We wish to make up a solution (\(d\)) in \(X\) and \(Y\) with \(X=2.7,\; Y=2.9\) using three stock solutions, \(a, b, c\) made up of solutions whose vectors are \(\vec a=\begin{bmatrix}2.0 & 1.5\end{bmatrix},\; \vec b=\begin{bmatrix}5.5 & 4.5\end{bmatrix},\;\vec c=\begin{bmatrix}1.0 & 2.47\end{bmatrix}\). Plotting a graph shows that the mixture \(d\) is inside the triangle of the other three solutions, if it were not then we would obtain a negative contribution in the calculation which is of course not possible experimentally. The calculation is

M = np.array( [[2.0, 5.5, 1], [1.5, 4.5, 2.47], [1, 1, 1]] )
C = np.array( [2.7, 2.9, 1] )
ans = LA.solve(M,C)
print('{:6.3f} {:6.3f} {:6.3f}'.format(ans[0],ans[1],ans[2] ) )
 0.237  0.325  0.438

These values are the proportions of stock solutions \(a,b,c\) needed to make solution \(d\).

Drawing

Figure 52a. Mixing stock solutions \(a, b, c\) in different amounts of \([X],\;[Y]\) to make solution \(d\).

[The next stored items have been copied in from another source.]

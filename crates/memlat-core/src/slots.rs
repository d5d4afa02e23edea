//! Placement construction and explicit teardown of value sequences.
//!
//! A [`SlotSequence`] carves `count` equal slots out of a [`Region`]'s raw
//! storage at `base + i * stride` and constructs one value per slot in
//! place - no per-object allocator calls, no implicit copies. Teardown is
//! explicit and ordered: [`SlotSequence::destroy_all`] runs each value's
//! drop in construction order before the backing region is released.
//!
//! Double-destroy and use-after-destroy are made unrepresentable rather
//! than runtime-checked: `destroy_all` consumes the sequence, and the
//! sequence borrows the region it was carved from. No liveness bits, no
//! checks in the measured loops.

use std::marker::PhantomData;
use std::mem;
use std::ptr;
use std::sync::atomic::{AtomicU64, Ordering};

use crate::backend::{BackendError, Region};
use crate::CACHE_LINE_SIZE;

/// Stride policy for slot layout.
#[derive(Debug, Clone, Copy, PartialEq, Eq)]
pub enum PaddingPolicy {
    /// Slots packed at the value type's natural size and alignment.
    Natural,

    /// Stride rounded up to a cache-line multiple so two adjacent slots'
    /// hot fields never share a line.
    CacheLinePadded,
}

/// An ordered sequence of in-place constructed values inside a [`Region`].
///
/// Slot `i` begins at `base + i * stride`. The sequence mutably borrows the
/// region for its whole lifetime, so the backing storage cannot be released
/// while any constructed value is still reachable.
#[derive(Debug)]
pub struct SlotSequence<'r, T> {
    base: *mut u8,
    stride: usize,
    len: usize,
    _region: PhantomData<&'r mut Region>,
    _values: PhantomData<T>,
}

impl<'r, T> SlotSequence<'r, T> {
    /// Construct `count` values of `T` in place, one per slot.
    ///
    /// `factory(i)` produces the value for slot `i`; it is written directly
    /// into the slot. The stride is the value's natural footprint, rounded
    /// up to a cache line under [`PaddingPolicy::CacheLinePadded`].
    ///
    /// # Errors
    ///
    /// - [`BackendError::PoolExhausted`] when `count * stride` exceeds the
    ///   region (the region never grows; request fewer slots)
    /// - [`BackendError::InvalidAlignment`] when the region's base alignment
    ///   cannot satisfy `T` (or the cache line, for padded layouts)
    /// - [`BackendError::AllocationFailed`] for zero-sized value types
    #[allow(unsafe_code)]
    pub fn construct_all<F>(
        region: &'r mut Region,
        count: usize,
        policy: PaddingPolicy,
        mut factory: F,
    ) -> crate::backend::Result<Self>
    where
        F: FnMut(usize) -> T,
    {
        let size = mem::size_of::<T>();
        if size == 0 {
            return Err(BackendError::AllocationFailed(
                "zero-sized value types have no slots to measure".to_string(),
            ));
        }

        let value_align = mem::align_of::<T>();
        let required_align = match policy {
            PaddingPolicy::Natural => value_align,
            PaddingPolicy::CacheLinePadded => value_align.max(CACHE_LINE_SIZE),
        };
        if region.align() % required_align != 0 {
            return Err(BackendError::InvalidAlignment(region.align()));
        }

        let stride = match policy {
            PaddingPolicy::Natural => size.next_multiple_of(value_align),
            PaddingPolicy::CacheLinePadded => {
                size.next_multiple_of(value_align).next_multiple_of(CACHE_LINE_SIZE)
            }
        };

        let needed = stride.checked_mul(count).ok_or_else(|| {
            BackendError::AllocationFailed(format!("slot layout overflows: {count} x {stride}"))
        })?;
        if needed > region.len() {
            return Err(BackendError::PoolExhausted {
                needed,
                available: region.len(),
            });
        }

        let base = region.as_mut_ptr();
        for i in 0..count {
            // SAFETY: slot i lies within the region (checked above) and is
            // aligned for T because base is aligned and stride is a
            // multiple of T's alignment. write() moves the value in with
            // no drop of the uninitialized destination.
            unsafe {
                base.add(i * stride).cast::<T>().write(factory(i));
            }
        }

        Ok(Self {
            base,
            stride,
            len: count,
            _region: PhantomData,
            _values: PhantomData,
        })
    }

    /// Number of constructed slots.
    #[must_use]
    pub fn len(&self) -> usize {
        self.len
    }

    /// Whether the sequence holds no slots.
    #[must_use]
    pub fn is_empty(&self) -> bool {
        self.len == 0
    }

    /// Distance in bytes between consecutive slot starts.
    #[must_use]
    pub fn stride(&self) -> usize {
        self.stride
    }

    /// Address of slot `i`, for layout verification.
    ///
    /// # Panics
    ///
    /// Panics if `i` is out of range.
    #[must_use]
    pub fn address_of(&self, i: usize) -> usize {
        assert!(i < self.len, "slot index {i} out of range ({})", self.len);
        self.base as usize + i * self.stride
    }

    fn slot_ptr(&self, i: usize) -> *mut T {
        debug_assert!(i < self.len);
        // Pointer arithmetic only; dereferencing is the callers' unsafe.
        self.base.wrapping_add(i * self.stride).cast::<T>()
    }

    /// Reference to the value in slot `i`.
    #[must_use]
    #[allow(unsafe_code)]
    pub fn get(&self, i: usize) -> Option<&T> {
        if i < self.len {
            // SAFETY: slot i was constructed and is still live.
            Some(unsafe { &*self.slot_ptr(i) })
        } else {
            None
        }
    }

    /// Mutable reference to the value in slot `i`.
    #[allow(unsafe_code)]
    pub fn get_mut(&mut self, i: usize) -> Option<&mut T> {
        if i < self.len {
            // SAFETY: slot i was constructed and is still live; &mut self
            // guarantees exclusivity.
            Some(unsafe { &mut *self.slot_ptr(i) })
        } else {
            None
        }
    }

    /// Iterate over the constructed values in slot order.
    #[allow(unsafe_code)]
    pub fn iter(&self) -> impl Iterator<Item = &T> {
        // SAFETY: every index below len holds a live value.
        (0..self.len).map(move |i| unsafe { &*self.slot_ptr(i) })
    }

    /// Tear down every value in construction order, then consume the
    /// sequence.
    ///
    /// Consuming `self` makes double-destroy and use-after-destroy
    /// compile errors instead of documented preconditions.
    #[allow(unsafe_code)]
    pub fn destroy_all(mut self) {
        // SAFETY: all slots are live exactly once here; forget() below
        // prevents the Drop impl from running them a second time.
        unsafe {
            self.drop_values_in_order();
        }
        mem::forget(self);
    }

    /// Drop every constructed value, first to last.
    ///
    /// # Safety
    ///
    /// Callers must guarantee each slot is live and never drop them again.
    #[allow(unsafe_code)]
    unsafe fn drop_values_in_order(&mut self) {
        for i in 0..self.len {
            ptr::drop_in_place(self.slot_ptr(i));
        }
    }
}

impl<T> Drop for SlotSequence<'_, T> {
    fn drop(&mut self) {
        // Teardown also runs on early scenario exits (workload panic), so
        // the harness's release-on-every-path guarantee holds.
        #[allow(unsafe_code)]
        // SAFETY: values are live; destroy_all forgets self before this
        // can run twice.
        unsafe {
            self.drop_values_in_order();
        }
    }
}

/// One cache line holding a single hot counter.
///
/// Two adjacent `PaddedCell`s never share a cache line, which is the whole
/// point: placing each worker's counter in its own line removes the false
/// sharing that unpadded adjacent counters exhibit.
///
/// The counter is a relaxed atomic: no locks and no ordering edges are
/// introduced, so the cache-coherence traffic under measurement is
/// preserved while the disjoint-field updates stay well-defined.
#[repr(C, align(64))]
#[derive(Debug)]
pub struct PaddedCell {
    hot: AtomicU64,
    _pad: [u8; CACHE_LINE_SIZE - mem::size_of::<AtomicU64>()],
}

impl Default for PaddedCell {
    fn default() -> Self {
        Self::new(0)
    }
}

const _: () = assert!(mem::size_of::<PaddedCell>() == CACHE_LINE_SIZE);

impl PaddedCell {
    /// A cell starting at `value`.
    #[must_use]
    pub const fn new(value: u64) -> Self {
        Self {
            hot: AtomicU64::new(value),
            _pad: [0; CACHE_LINE_SIZE - mem::size_of::<AtomicU64>()],
        }
    }

    /// Add one to the hot counter.
    #[inline]
    pub fn increment(&self) {
        self.hot.fetch_add(1, Ordering::Relaxed);
    }

    /// Current counter value.
    #[inline]
    #[must_use]
    pub fn value(&self) -> u64 {
        self.hot.load(Ordering::Relaxed)
    }
}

If there are four stock solutions then any new mixture must be within the shape of these four. However, any point will always be within a triangle formed by three of the four stock solutions so the method above can be used.

In the situation that the mixture needs three different species then the method can be extended, by having four or more columns and rows in the matrix but the new solution must lie within the volume contained by species \([X],[Y],[Z]\) rather than an area.

(iii) Rotational Spectroscopy#

Raman spectroscopy has been used to measure the rotational energy levels of benzene vapour, which are then used to obtain accurate CH bond lengths. The rotational constants obtained from C\(_6\)H\(_6\) and C\(_6\)D\(_6\), are \(B = 0.18960 \pm 0.00005\) and \(B = 0.15681 \pm 0.00008 \;\mathrm{cm^{-1}}\), which describe the motion perpendicular to benzene’s sixfold axis. The bond lengths will be calculated assuming that the molecule has \(D_{6h}\) symmetry, i.e. is a regular hexagon and behaves as a rigid rotor. This calculation shows how isotopic substitution makes it possible to calculate very accurate bond lengths even in large molecules; in fact, far more accurately than by X-ray crystallography.

There does not initially appear to be enough information to do the calculation. However, the rotational constants are related to the moment of inertia of the molecule by \(\displaystyle B=\frac{\hbar}{4\pi I}\;\mathrm{s^{-1}}\) where \(I\) is the moment of inertia (kg m\(^2\)). The moment of inertia is related to bond lengths as \(I =\Sigma_i m_i r_i^2\) where the sum is taken over all the distances \(r\) the \(i\) atoms have from the rotation axis. The mass of atom \(i\) in kg is \(m_i\). The rotational motion measured is perpendicular to the sixfold axis, which means that the rotation axis must pass through opposite carbon atoms, for instance, 1 and 4, Fig. 53. It is necessary to form two equations for the moments of inertia of the two molecules, and then to solve them simultaneously. Notice that the \(B\) values are in wavenumbers, so it is necessary also to change \(B\) to s\(^{-1}\) by multiplying by the speed of light in cm s\(^{-1}\). Moment of inertia calculations are described more fully in Section 15.6.

Drawing

Figure 53. The Raman spectrum has lines measuring the rotational motion in benzene about the twofold (C\(_2\)) axis shown.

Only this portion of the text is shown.